==== Provided material

use serde::{Deserialize, Serialize};

use crate::processing::{average_db, lin_to_db};

/// One smoothed (F1, F2) pair in Hz.
#[derive(Debug, Clone, Copy, PartialEq, Serialize, Deserialize)]
pub struct FormantEstimate {
    pub f1: f64,
    pub f2: f64,
}

impl FormantEstimate {
    pub fn new(f1: f64, f2: f64) -> Self {
        Self { f1, f2 }
    }
}

#[derive(Debug, Clone, Copy, PartialEq, Eq, Serialize, Deserialize)]
#[serde(rename_all = "snake_case")]
pub enum MagnitudeUnits {
    Decibels,
    Linear,
}

/// Magnitude-per-bin snapshot of one analysis window.
///
/// Bin `i` sits at `i * (sample_rate / 2) / bin_count` Hz.
#[derive(Debug, Clone)]
pub struct SpectrumFrame {
    magnitudes: Vec<f32>,
    sample_rate: f64,
    units: MagnitudeUnits,
}

impl SpectrumFrame {
    pub fn new(magnitudes: Vec<f32>, sample_rate: f64, units: MagnitudeUnits) -> Self {
        Self {
            magnitudes,
            sample_rate,
            units,
        }
    }

    pub fn decibels(magnitudes: Vec<f32>, sample_rate: f64) -> Self {
        Self::new(magnitudes, sample_rate, MagnitudeUnits::Decibels)
    }

    pub fn linear(magnitudes: Vec<f32>, sample_rate: f64) -> Self {
        Self::new(magnitudes, sample_rate, MagnitudeUnits::Linear)
    }

    pub fn magnitudes(&self) -> &[f32] {
        &self.magnitudes
    }

    pub fn sample_rate(&self) -> f64 {
        self.sample_rate
    }

    pub fn units(&self) -> MagnitudeUnits {
        self.units
    }

    pub fn bin_count(&self) -> usize {
        self.magnitudes.len()
    }

    pub fn is_empty(&self) -> bool {
        self.magnitudes.is_empty()
    }

    /// Width of one bin in Hz. Zero for an empty frame.
    pub fn bin_hz(&self) -> f64 {
        if self.magnitudes.is_empty() {
            return 0.0;
        }
        (self.sample_rate / 2.0) / self.magnitudes.len() as f64
    }

    pub fn bin_frequency(&self, bin: usize) -> f64 {
        bin as f64 * self.bin_hz()
    }

    /// Level of `bin` in dB regardless of the frame's units.
    pub fn bin_db(&self, bin: usize) -> Option<f64> {
        let value = *self.magnitudes.get(bin)?;
        Some(match self.units {
            MagnitudeUnits::Decibels => value as f64,
            MagnitudeUnits::Linear => lin_to_db(value) as f64,
        })
    }

    /// Mean dB level across all bins, `-inf` for an empty frame.
    pub fn average_db(&self) -> f64 {
        match self.units {
            MagnitudeUnits::Decibels => average_db(&self.magnitudes),
            MagnitudeUnits::Linear => {
                let db: Vec<f32> = self.magnitudes.iter().copied().map(lin_to_db).collect();
                average_db(&db)
            }
        }
    }
}

/// Overall loudness of a frame, as supplied by the capture layer.
#[derive(Debug, Clone, Copy, PartialEq)]
pub enum SignalLevel {
    /// Mean of the frame's dB magnitudes.
    AverageDb(f64),
    /// RMS amplitude of the time-domain window behind the frame.
    Rms(f64),
}

impl SignalLevel {
    pub fn of_frame(frame: &SpectrumFrame) -> Self {
        SignalLevel::AverageDb(frame.average_db())
    }
}

/// Closed frequency interval in Hz.
#[derive(Debug, Clone, Copy, PartialEq, Serialize, Deserialize)]
pub struct FrequencyRange {
    pub min: f64,
    pub max: f64,
}

impl FrequencyRange {
    pub const fn new(min: f64, max: f64) -> Self {
        Self { min, max }
    }

    pub fn contains(&self, hz: f64) -> bool {
        hz >= self.min && hz <= self.max
    }

    pub fn span(&self) -> f64 {
        self.max - self.min
    }

    pub(crate) fn validate(&self, name: &str, nyquist: Option<f64>) -> crate::Result<()> {
        if !self.min.is_finite() || !self.max.is_finite() {
            return Err(crate::invalid(format!("{name} bounds must be finite")));
        }
        if self.min < 0.0 {
            return Err(crate::invalid(format!(
                "{name} minimum {} Hz is negative",
                self.min
            )));
        }
        if self.min >= self.max {
            return Err(crate::invalid(format!(
                "{name} is inverted or empty: [{}, {}] Hz",
                self.min, self.max
            )));
        }
        if let Some(nyquist) = nyquist {
            if self.max > nyquist {
                return Err(crate::invalid(format!(
                    "{name} maximum {} Hz exceeds nyquist {} Hz",
                    self.max, nyquist
                )));
            }
        }
        Ok(())
    }
}

#[cfg(test)]
mod tests {
    use super::*;

    #[test]
    fn bin_frequency_uses_half_sample_rate() {
        let frame = SpectrumFrame::decibels(vec![0.0; 1024], 44_100.0);
        assert!((frame.bin_hz() - 22_050.0 / 1024.0).abs() < 1e-12);
        assert!((frame.bin_frequency(93) - 93.0 * 22_050.0 / 1024.0).abs() < 1e-9);
    }

    #[test]
    fn empty_frame_is_silent() {
        let frame = SpectrumFrame::decibels(Vec::new(), 48_000.0);
        assert_eq!(frame.bin_hz(), 0.0);
        assert_eq!(frame.average_db(), f64::NEG_INFINITY);
    }

    #[test]
    fn linear_bins_report_db() {
        let frame = SpectrumFrame::linear(vec![1.0, 0.1], 8_000.0);
        assert!(frame.bin_db(0).unwrap().abs() < 1e-6);
        assert!((frame.bin_db(1).unwrap() + 20.0).abs() < 1e-4);
        assert_eq!(frame.bin_db(2), None);
    }

    #[test]
    fn range_validation() {
        assert!(FrequencyRange::new(200.0, 1000.0).validate("f1", Some(22_050.0)).is_ok());
        assert!(FrequencyRange::new(1000.0, 200.0).validate("f1", None).is_err());
        assert!(FrequencyRange::new(200.0, 200.0).validate("f1", None).is_err());
        assert!(FrequencyRange::new(-1.0, 200.0).validate("f1", None).is_err());
        assert!(FrequencyRange::new(200.0, 5000.0).validate("f2", Some(4000.0)).is_err());
        assert!(FrequencyRange::new(f64::NAN, 200.0).validate("f2", None).is_err());
    }
}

========

§ Task to carry out:
Write the listing out again, word for word, in its entirety.

§ Expected answer:
use serde::{Deserialize, Serialize};

use crate::processing::{average_db, lin_to_db};

/// One smoothed (F1, F2) pair in Hz.
#[derive(Debug, Clone, Copy, PartialEq, Serialize, Deserialize)]
pub struct FormantEstimate {
    pub f1: f64,
    pub f2: f64,
}

impl FormantEstimate {
    pub fn new(f1: f64, f2: f64) -> Self {
        Self { f1, f2 }
    }
}

#[derive(Debug, Clone, Copy, PartialEq, Eq, Serialize, Deserialize)]
#[serde(rename_all = "snake_case")]
pub enum MagnitudeUnits {
    Decibels,
    Linear,
}

/// Magnitude-per-bin snapshot of one analysis window.
///
/// Bin `i` sits at `i * (sample_rate / 2) / bin_count` Hz.
#[derive(Debug, Clone)]
pub struct SpectrumFrame {
    magnitudes: Vec<f32>,
    sample_rate: f64,
    units: MagnitudeUnits,
}

impl SpectrumFrame {
    pub fn new(magnitudes: Vec<f32>, sample_rate: f64, units: MagnitudeUnits) -> Self {
        Self {
            magnitudes,
            sample_rate,
            units,
        }
    }

    pub fn decibels(magnitudes: Vec<f32>, sample_rate: f64) -> Self {
        Self::new(magnitudes, sample_rate, MagnitudeUnits::Decibels)
    }

    pub fn linear(magnitudes: Vec<f32>, sample_rate: f64) -> Self {
        Self::new(magnitudes, sample_rate, MagnitudeUnits::Linear)
    }

    pub fn magnitudes(&self) -> &[f32] {
        &self.magnitudes
    }

    pub fn sample_rate(&self) -> f64 {
        self.sample_rate
    }

    pub fn units(&self) -> MagnitudeUnits {
        self.units
    }

    pub fn bin_count(&self) -> usize {
        self.magnitudes.len()
    }

    pub fn is_empty(&self) -> bool {
        self.magnitudes.is_empty()
    }

    /// Width of one bin in Hz. Zero for an empty frame.
    pub fn bin_hz(&self) -> f64 {
        if self.magnitudes.is_empty() {
            return 0.0;
        }
        (self.sample_rate / 2.0) / self.magnitudes.len() as f64
    }

    pub fn bin_frequency(&self, bin: usize) -> f64 {
        bin as f64 * self.bin_hz()
    }

    /// Level of `bin` in dB regardless of the frame's units.
    pub fn bin_db(&self, bin: usize) -> Option<f64> {
        let value = *self.magnitudes.get(bin)?;
        Some(match self.units {
            MagnitudeUnits::Decibels => value as f64,
            MagnitudeUnits::Linear => lin_to_db(value) as f64,
        })
    }

    /// Mean dB level across all bins, `-inf` for an empty frame.
    pub fn average_db(&self) -> f64 {
        match self.units {
            MagnitudeUnits::Decibels => average_db(&self.magnitudes),
            MagnitudeUnits::Linear => {
                let db: Vec<f32> = self.magnitudes.iter().copied().map(lin_to_db).collect();
                average_db(&db)
            }
        }
    }
}

/// Overall loudness of a frame, as supplied by the capture layer.
#[derive(Debug, Clone, Copy, PartialEq)]
pub enum SignalLevel {
    /// Mean of the frame's dB magnitudes.
    AverageDb(f64),
    /// RMS amplitude of the time-domain window behind the frame.
    Rms(f64),
}

impl SignalLevel {
    pub fn of_frame(frame: &SpectrumFrame) -> Self {
        SignalLevel::AverageDb(frame.average_db())
    }
}

/// Closed frequency interval in Hz.
#[derive(Debug, Clone, Copy, PartialEq, Serialize, Deserialize)]
pub struct FrequencyRange {
    pub min: f64,
    pub max: f64,
}

impl FrequencyRange {
    pub const fn new(min: f64, max: f64) -> Self {
        Self { min, max }
    }

    pub fn contains(&self, hz: f64) -> bool {
        hz >= self.min && hz <= self.max
    }

    pub fn span(&self) -> f64 {
        self.max - self.min
    }

    pub(crate) fn validate(&self, name: &str, nyquist: Option<f64>) -> crate::Result<()> {
        if !self.min.is_finite() || !self.max.is_finite() {
            return Err(crate::invalid(format!("{name} bounds must be finite")));
        }
        if self.min < 0.0 {
            return Err(crate::invalid(format!(
                "{name} minimum {} Hz is negative",
                self.min
            )));
        }
        if self.min >= self.max {
            return Err(crate::invalid(format!(
                "{name} is inverted or empty: [{}, {}] Hz",
                self.min, self.max
            )));
        }
        if let Some(nyquist) = nyquist {
            if self.max > nyquist {
                return Err(crate::invalid(format!(
                    "{name} maximum {} Hz exceeds nyquist {} Hz",
                    self.max, nyquist
                )));
            }
        }
        Ok(())
    }
}

#[cfg(test)]
mod tests {
    use super::*;

    #[test]
    fn bin_frequency_uses_half_sample_rate() {
        let frame = SpectrumFrame::decibels(vec![0.0; 1024], 44_100.0);
        assert!((frame.bin_hz() - 22_050.0 / 1024.0).abs() < 1e-12);
        assert!((frame.bin_frequency(93) - 93.0 * 22_050.0 / 1024.0).abs() < 1e-9);
    }

    #[test]
    fn empty_frame_is_silent() {
        let frame = SpectrumFrame::decibels(Vec::new(), 48_000.0);
        assert_eq!(frame.bin_hz(), 0.0);
        assert_eq!(frame.average_db(), f64::NEG_INFINITY);
    }

    #[test]
    fn linear_bins_report_db() {
        let frame = SpectrumFrame::linear(vec![1.0, 0.1], 8_000.0);
        assert!(frame.bin_db(0).unwrap().abs() < 1e-6);
        assert!((frame.bin_db(1).unwrap() + 20.0).abs() < 1e-4);
        assert_eq!(frame.bin_db(2), None);
    }

    #[test]
    fn range_validation() {
        assert!(FrequencyRange::new(200.0, 1000.0).validate("f1", Some(22_050.0)).is_ok());
        assert!(FrequencyRange::new(1000.0, 200.0).validate("f1", None).is_err());
        assert!(FrequencyRange::new(200.0, 200.0).validate("f1", None).is_err());
        assert!(FrequencyRange::new(-1.0, 200.0).validate("f1", None).is_err());
        assert!(FrequencyRange::new(200.0, 5000.0).validate("f2", Some(4000.0)).is_err());
        assert!(FrequencyRange::new(f64::NAN, 200.0).validate("f2", None).is_err());
    }
}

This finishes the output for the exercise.